Stored data

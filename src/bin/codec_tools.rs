//! Thin CLI collaborator around the codec core (spec §6 "CLI surface": "not
//! part of the core... exposes no environment variables and persists no
//! state"). Reads a JSON-encoded schema tree and either a raw payload file
//! (`decode`) or a JSON input mapping (`encode`), mirroring the decode/
//! encode subcommand shape `idb-tools` uses for its dump operations.

use std::fs::File;
use std::io::{BufReader, Write};
use std::path::PathBuf;

use anyhow::{Context, Result};
use clap::{Parser, Subcommand};
use telemetry_codec::schema::Schema;

/// Decode or encode a telemetry payload against a schema file.
#[derive(Clone, Debug, Parser)]
struct Cli {
    /// Path to a JSON-serialized schema tree.
    #[arg(short, long)]
    schema: PathBuf,
    /// LoRaWAN fPort to select an alternate field sequence, if the schema
    /// declares a port table.
    #[arg(short, long)]
    port: Option<u32>,
    #[command(subcommand)]
    operation: Operation,
}

#[derive(Clone, Debug, Subcommand)]
enum Operation {
    /// Decode a raw binary payload file and print the resulting mapping as JSON.
    Decode {
        /// Path to the raw payload bytes.
        payload: PathBuf,
    },
    /// Encode a JSON input mapping file and print the resulting bytes as hex.
    Encode {
        /// Path to a JSON file holding the named field values to encode.
        input: PathBuf,
    },
}

fn load_schema(path: &PathBuf) -> Result<Schema> {
    let file = File::open(path).with_context(|| format!("opening schema file {path:?}"))?;
    serde_json::from_reader(BufReader::new(file)).context("parsing schema JSON")
}

fn run_decode(cli: &Cli, payload: &PathBuf) -> Result<()> {
    let schema = load_schema(&cli.schema)?;
    let bytes = std::fs::read(payload).with_context(|| format!("reading payload {payload:?}"))?;
    let value = match cli.port {
        Some(port) => telemetry_codec::decode_with_port(&schema, &bytes, port)?,
        None => telemetry_codec::decode(&schema, &bytes)?,
    };
    println!("{}", serde_json::to_string_pretty(&value)?);
    Ok(())
}

fn run_encode(cli: &Cli, input: &PathBuf) -> Result<()> {
    let schema = load_schema(&cli.schema)?;
    let file = File::open(input).with_context(|| format!("opening input file {input:?}"))?;
    let value: telemetry_codec::Value = serde_json::from_reader(BufReader::new(file))
        .context("parsing input JSON")?;
    let bytes = match cli.port {
        Some(port) => telemetry_codec::encode_with_port(&schema, &value, port)?,
        None => telemetry_codec::encode(&schema, &value)?,
    };
    let hex: String = bytes.iter().map(|b| format!("{b:02x}")).collect();
    let mut stdout = std::io::stdout();
    writeln!(stdout, "{hex}")?;
    Ok(())
}

fn main() -> Result<()> {
    let cli = Cli::parse();
    match &cli.operation {
        Operation::Decode { payload } => run_decode(&cli, payload),
        Operation::Encode { input } => run_encode(&cli, input),
    }
}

▸ WHAT YOU WILL DO: Show all lines from the data that contain "core".

▸ RESPONSE TO THIS EXERCISE:
//! Thin CLI collaborator around the codec core (spec §6 "CLI surface": "not
//! part of the core... exposes no environment variables and persists no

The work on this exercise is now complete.